***** Given information *****

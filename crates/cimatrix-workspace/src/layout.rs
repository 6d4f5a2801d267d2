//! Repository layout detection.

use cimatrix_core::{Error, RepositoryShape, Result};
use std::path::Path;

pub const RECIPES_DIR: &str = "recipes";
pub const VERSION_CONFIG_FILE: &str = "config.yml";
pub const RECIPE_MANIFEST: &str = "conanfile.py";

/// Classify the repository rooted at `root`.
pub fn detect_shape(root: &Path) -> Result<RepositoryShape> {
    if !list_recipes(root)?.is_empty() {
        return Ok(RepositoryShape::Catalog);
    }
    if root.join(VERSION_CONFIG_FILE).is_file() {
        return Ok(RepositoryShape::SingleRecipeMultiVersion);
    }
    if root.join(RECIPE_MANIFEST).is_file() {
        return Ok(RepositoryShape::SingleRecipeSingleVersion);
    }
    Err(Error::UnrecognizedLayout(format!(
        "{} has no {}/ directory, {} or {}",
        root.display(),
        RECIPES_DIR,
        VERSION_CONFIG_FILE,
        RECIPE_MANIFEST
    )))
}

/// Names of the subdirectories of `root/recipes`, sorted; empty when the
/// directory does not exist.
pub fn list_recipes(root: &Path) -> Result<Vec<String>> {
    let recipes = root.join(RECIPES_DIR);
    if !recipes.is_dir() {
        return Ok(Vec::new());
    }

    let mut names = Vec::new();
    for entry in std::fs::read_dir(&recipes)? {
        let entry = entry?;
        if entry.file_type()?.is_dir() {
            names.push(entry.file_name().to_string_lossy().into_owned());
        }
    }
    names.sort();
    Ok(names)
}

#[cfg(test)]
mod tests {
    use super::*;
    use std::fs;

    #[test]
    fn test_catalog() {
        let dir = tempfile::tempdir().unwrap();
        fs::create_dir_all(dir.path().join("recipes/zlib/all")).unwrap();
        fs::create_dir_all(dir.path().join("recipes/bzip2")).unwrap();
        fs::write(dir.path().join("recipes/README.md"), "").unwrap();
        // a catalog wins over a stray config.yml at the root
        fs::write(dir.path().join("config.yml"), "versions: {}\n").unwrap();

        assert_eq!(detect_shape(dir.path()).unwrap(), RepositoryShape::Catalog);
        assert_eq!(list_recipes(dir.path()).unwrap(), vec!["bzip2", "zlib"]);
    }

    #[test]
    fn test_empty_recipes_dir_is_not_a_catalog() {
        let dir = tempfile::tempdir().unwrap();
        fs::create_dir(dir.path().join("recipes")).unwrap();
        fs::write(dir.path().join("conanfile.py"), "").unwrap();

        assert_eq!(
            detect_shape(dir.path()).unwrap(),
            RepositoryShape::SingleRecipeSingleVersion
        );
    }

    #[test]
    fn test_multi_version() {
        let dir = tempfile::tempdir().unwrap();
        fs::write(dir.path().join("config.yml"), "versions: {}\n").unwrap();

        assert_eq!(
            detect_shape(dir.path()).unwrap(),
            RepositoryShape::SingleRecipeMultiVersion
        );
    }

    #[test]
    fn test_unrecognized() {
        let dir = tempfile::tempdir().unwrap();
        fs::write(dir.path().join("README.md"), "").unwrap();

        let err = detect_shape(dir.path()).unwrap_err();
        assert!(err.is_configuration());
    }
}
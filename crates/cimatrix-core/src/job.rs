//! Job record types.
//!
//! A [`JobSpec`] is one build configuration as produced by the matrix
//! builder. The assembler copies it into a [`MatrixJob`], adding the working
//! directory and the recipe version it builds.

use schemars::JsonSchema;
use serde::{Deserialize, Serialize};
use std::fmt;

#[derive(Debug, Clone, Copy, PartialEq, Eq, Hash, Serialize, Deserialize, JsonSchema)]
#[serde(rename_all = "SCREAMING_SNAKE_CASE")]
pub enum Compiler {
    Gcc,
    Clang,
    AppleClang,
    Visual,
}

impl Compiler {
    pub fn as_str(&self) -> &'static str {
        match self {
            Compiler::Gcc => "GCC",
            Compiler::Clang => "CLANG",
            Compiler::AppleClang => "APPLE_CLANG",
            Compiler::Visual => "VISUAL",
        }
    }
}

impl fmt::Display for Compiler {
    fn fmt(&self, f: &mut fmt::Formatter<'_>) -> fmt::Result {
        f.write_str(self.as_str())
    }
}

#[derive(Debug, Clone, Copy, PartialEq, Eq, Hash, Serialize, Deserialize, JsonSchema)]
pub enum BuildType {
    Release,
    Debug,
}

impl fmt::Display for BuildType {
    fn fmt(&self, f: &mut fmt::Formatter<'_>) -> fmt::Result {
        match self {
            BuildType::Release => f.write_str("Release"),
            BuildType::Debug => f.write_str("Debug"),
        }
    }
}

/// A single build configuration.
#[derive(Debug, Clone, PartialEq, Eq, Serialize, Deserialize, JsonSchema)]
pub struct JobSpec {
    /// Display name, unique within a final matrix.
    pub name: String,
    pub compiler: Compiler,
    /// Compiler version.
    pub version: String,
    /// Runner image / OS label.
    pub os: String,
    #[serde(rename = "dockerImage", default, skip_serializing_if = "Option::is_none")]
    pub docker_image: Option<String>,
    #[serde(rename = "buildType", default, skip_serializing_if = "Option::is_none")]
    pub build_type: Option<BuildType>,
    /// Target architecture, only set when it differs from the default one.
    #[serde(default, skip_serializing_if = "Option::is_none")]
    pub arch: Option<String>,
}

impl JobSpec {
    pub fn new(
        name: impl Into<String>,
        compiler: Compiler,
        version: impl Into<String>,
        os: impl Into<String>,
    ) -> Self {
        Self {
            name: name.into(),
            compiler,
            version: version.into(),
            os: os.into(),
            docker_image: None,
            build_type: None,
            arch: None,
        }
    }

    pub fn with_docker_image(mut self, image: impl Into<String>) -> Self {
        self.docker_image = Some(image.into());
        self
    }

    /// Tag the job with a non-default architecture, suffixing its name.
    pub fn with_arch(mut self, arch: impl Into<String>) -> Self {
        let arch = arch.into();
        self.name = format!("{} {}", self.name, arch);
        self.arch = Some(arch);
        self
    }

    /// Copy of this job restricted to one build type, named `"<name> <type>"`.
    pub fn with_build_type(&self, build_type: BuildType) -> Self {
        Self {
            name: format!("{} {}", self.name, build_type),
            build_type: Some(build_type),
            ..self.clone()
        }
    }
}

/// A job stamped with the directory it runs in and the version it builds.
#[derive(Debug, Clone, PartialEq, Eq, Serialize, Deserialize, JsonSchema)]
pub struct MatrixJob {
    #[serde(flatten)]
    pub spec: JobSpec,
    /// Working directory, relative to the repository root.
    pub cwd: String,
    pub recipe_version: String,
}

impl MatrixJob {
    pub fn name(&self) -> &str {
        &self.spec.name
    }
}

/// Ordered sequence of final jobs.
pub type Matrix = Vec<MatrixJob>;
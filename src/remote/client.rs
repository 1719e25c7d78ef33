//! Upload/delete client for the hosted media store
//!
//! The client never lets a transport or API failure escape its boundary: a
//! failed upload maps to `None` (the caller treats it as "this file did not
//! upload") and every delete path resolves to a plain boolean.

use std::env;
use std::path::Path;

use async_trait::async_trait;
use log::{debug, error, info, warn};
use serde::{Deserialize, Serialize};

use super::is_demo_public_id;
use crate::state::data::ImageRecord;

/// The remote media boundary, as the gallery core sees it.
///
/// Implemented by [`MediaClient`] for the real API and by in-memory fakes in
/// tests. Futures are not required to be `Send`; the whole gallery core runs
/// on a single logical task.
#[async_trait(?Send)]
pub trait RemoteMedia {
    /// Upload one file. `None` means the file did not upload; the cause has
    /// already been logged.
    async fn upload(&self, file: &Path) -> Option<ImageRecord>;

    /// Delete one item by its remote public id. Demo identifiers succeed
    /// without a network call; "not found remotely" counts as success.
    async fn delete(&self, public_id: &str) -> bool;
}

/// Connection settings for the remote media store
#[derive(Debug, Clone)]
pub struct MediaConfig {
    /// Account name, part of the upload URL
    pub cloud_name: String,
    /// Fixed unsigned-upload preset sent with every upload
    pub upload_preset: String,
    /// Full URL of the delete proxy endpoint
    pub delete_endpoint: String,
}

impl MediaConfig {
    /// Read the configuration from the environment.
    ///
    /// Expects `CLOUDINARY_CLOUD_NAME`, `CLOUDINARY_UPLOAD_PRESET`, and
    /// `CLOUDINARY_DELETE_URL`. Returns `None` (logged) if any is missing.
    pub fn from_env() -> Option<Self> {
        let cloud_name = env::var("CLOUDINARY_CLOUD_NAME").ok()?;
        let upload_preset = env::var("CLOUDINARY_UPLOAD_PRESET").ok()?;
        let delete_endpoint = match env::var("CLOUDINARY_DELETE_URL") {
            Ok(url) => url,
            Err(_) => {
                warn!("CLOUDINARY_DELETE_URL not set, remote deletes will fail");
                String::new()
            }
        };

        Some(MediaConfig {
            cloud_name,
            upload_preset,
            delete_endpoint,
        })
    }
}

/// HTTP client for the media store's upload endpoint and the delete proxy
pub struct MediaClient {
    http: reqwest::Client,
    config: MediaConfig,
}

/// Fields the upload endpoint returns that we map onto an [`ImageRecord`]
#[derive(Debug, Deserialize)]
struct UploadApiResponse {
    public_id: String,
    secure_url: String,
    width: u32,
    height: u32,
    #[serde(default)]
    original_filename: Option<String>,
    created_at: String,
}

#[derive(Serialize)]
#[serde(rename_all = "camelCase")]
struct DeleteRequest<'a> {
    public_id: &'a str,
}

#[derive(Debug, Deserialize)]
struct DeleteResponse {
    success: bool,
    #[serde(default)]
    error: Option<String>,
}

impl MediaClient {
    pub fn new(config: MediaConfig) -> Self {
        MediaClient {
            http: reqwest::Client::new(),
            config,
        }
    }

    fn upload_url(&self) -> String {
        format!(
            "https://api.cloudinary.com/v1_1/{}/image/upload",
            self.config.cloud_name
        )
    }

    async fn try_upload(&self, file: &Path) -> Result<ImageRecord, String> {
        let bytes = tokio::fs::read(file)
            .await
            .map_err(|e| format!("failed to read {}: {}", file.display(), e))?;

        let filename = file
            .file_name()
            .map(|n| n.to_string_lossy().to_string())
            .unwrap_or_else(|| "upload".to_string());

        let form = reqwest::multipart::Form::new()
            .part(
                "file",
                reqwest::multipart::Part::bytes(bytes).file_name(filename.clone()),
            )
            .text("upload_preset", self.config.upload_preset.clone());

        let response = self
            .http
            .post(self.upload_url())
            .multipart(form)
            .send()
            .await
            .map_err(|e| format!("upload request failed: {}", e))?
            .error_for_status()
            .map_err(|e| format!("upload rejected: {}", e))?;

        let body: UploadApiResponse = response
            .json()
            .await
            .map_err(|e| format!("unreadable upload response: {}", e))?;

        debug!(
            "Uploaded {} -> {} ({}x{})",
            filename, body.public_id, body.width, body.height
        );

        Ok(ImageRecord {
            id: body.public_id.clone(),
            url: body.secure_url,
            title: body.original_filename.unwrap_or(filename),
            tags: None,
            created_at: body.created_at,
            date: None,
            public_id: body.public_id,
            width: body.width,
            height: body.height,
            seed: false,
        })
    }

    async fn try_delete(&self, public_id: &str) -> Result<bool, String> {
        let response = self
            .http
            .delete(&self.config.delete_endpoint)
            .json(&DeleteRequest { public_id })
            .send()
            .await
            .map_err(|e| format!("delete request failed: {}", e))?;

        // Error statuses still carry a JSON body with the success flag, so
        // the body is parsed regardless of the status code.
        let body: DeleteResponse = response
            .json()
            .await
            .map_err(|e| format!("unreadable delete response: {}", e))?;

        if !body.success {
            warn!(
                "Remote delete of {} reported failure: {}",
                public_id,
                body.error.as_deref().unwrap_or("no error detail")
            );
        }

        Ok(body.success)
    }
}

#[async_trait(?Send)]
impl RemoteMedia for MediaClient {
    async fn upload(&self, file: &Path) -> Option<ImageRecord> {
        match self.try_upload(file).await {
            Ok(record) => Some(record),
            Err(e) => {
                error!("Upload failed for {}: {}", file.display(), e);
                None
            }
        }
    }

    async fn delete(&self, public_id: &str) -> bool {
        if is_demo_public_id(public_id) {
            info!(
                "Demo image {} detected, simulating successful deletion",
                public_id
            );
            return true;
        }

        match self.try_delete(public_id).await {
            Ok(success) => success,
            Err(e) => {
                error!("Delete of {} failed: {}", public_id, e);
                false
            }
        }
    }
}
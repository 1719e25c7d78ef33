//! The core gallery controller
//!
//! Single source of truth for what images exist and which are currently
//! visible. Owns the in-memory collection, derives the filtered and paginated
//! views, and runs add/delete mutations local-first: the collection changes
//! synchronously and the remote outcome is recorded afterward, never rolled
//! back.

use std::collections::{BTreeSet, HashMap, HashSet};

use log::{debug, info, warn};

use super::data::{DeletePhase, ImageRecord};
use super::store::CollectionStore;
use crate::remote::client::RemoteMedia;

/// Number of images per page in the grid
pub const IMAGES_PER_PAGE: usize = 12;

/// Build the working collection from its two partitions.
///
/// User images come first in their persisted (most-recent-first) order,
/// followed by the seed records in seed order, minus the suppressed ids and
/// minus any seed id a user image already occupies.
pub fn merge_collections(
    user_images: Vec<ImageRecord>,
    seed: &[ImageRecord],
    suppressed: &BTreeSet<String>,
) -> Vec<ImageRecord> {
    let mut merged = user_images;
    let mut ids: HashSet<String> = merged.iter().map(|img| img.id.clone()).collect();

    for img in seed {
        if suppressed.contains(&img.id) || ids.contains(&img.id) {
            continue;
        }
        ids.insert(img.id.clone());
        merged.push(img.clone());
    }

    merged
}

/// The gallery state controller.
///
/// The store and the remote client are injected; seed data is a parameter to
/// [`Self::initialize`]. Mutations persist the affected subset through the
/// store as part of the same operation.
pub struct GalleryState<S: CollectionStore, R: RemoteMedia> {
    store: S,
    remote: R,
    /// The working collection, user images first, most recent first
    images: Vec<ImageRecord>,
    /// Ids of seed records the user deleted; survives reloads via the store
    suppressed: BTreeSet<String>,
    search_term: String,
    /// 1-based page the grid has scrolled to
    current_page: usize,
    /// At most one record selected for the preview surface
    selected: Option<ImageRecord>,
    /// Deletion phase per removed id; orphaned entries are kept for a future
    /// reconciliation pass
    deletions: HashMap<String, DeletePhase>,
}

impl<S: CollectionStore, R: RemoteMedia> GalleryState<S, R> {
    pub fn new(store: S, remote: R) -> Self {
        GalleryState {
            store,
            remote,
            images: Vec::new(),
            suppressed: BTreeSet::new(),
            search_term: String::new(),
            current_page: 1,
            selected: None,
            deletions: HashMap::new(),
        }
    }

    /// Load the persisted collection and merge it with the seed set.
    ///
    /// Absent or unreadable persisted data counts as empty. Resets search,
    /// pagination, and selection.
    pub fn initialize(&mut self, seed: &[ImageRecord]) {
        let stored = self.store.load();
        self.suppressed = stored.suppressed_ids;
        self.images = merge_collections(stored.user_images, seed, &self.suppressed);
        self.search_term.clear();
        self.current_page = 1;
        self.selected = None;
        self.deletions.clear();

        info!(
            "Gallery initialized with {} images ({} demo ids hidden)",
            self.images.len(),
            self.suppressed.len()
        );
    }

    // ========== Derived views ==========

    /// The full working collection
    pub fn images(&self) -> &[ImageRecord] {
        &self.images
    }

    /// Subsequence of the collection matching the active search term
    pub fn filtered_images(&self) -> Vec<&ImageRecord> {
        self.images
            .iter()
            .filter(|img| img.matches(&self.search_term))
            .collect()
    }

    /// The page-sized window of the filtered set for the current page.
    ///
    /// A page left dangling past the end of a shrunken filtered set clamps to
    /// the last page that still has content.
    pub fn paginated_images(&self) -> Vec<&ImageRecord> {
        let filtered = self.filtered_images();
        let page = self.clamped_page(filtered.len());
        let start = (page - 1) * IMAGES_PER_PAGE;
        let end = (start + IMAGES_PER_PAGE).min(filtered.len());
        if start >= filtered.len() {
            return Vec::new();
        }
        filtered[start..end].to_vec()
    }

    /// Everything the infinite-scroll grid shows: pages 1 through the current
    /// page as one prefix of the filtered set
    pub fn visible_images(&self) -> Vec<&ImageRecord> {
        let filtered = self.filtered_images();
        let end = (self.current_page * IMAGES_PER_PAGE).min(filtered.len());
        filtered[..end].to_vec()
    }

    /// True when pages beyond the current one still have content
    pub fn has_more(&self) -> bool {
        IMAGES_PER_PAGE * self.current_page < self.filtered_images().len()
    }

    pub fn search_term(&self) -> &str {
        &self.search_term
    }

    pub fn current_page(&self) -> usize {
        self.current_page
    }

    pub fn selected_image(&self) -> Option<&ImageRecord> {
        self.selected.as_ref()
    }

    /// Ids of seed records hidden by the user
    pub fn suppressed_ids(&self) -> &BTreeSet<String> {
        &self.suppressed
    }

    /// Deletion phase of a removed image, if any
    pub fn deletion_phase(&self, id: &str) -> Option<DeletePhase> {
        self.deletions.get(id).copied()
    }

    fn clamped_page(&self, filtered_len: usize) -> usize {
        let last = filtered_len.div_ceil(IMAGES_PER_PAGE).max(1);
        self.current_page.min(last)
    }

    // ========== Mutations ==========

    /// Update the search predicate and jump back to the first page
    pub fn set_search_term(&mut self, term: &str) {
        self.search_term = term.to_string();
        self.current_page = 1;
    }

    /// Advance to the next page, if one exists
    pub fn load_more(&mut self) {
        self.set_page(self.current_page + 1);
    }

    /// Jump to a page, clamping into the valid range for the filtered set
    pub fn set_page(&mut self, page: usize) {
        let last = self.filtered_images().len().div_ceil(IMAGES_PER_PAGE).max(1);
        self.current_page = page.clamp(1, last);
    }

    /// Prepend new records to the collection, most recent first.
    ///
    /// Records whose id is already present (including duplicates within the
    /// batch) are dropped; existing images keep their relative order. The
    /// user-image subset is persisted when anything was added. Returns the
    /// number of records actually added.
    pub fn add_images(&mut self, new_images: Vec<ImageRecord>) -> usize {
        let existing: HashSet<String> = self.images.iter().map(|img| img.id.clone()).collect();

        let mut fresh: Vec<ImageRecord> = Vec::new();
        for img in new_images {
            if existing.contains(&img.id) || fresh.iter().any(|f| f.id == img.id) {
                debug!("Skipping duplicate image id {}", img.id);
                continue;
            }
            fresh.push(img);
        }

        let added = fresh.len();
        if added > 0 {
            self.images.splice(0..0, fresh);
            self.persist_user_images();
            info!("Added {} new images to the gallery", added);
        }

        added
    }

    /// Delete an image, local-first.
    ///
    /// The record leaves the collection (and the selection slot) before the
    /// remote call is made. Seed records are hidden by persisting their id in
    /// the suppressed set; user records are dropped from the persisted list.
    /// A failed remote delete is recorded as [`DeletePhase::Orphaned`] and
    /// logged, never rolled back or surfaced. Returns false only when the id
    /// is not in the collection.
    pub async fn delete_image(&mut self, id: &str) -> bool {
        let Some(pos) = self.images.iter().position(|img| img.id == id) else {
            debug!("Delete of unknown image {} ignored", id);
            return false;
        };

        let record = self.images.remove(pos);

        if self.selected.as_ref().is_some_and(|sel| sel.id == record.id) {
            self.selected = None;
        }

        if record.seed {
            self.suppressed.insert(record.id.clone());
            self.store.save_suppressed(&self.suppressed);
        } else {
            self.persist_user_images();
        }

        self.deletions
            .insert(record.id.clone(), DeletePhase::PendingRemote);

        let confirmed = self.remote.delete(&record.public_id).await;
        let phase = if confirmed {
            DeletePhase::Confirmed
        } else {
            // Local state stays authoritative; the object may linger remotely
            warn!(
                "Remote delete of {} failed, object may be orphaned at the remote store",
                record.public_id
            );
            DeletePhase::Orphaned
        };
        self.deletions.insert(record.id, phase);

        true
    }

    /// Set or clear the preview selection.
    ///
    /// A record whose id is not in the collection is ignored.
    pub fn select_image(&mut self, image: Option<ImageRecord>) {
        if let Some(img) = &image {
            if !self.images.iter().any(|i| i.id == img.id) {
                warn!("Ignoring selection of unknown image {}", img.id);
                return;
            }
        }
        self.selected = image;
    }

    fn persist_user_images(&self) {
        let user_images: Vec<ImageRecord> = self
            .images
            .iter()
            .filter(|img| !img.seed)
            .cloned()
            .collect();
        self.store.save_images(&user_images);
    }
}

*****

Each line above from the one with "self.search_term.clear();" up to and including the one with "active search term" must be set down exactly, and no line outside that span may appear.

        self.search_term.clear();
        self.current_page = 1;
        self.selected = None;
        self.deletions.clear();

        info!(
            "Gallery initialized with {} images ({} demo ids hidden)",
            self.images.len(),
            self.suppressed.len()
        );
    }

    // ========== Derived views ==========

    /// The full working collection
    pub fn images(&self) -> &[ImageRecord] {
        &self.images
    }

    /// Subsequence of the collection matching the active search term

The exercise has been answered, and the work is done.